(Records contained in a dataset)

-- Opening Marker --

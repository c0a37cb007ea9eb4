//! Shipwright - A registry of native tool chains for C, C++ and Swift
//!
//! This crate provides the core library functionality for Shipwright,
//! including tool chain declaration, per-platform configuration and
//! artifact naming.

pub mod core;
pub mod toolchain;
pub mod util;

/// Test utilities for Shipwright unit tests.
///
/// This module is only available when compiling with `--cfg test` or
/// running tests. It provides recording configuration actions and
/// temporary projects with tool chain declarations.
#[cfg(test)]
pub mod test_support;

pub use crate::core::{OperatingSystem, TargetPlatform};
pub use toolchain::{NativeToolChain, PlatformToolChain, ToolChainError, ToolChainRegistry};
pub use util::config::ToolChainsConfig;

-- Closing Marker --

Work order = The answer is a portion of the data. Write out exactly the line with "This module is" and all lines after it.

Written solution =
/// This module is only available when compiling with `--cfg test` or
/// running tests. It provides recording configuration actions and
/// temporary projects with tool chain declarations.
#[cfg(test)]
pub mod test_support;

pub use crate::core::{OperatingSystem, TargetPlatform};
pub use toolchain::{NativeToolChain, PlatformToolChain, ToolChainError, ToolChainRegistry};
pub use util::config::ToolChainsConfig;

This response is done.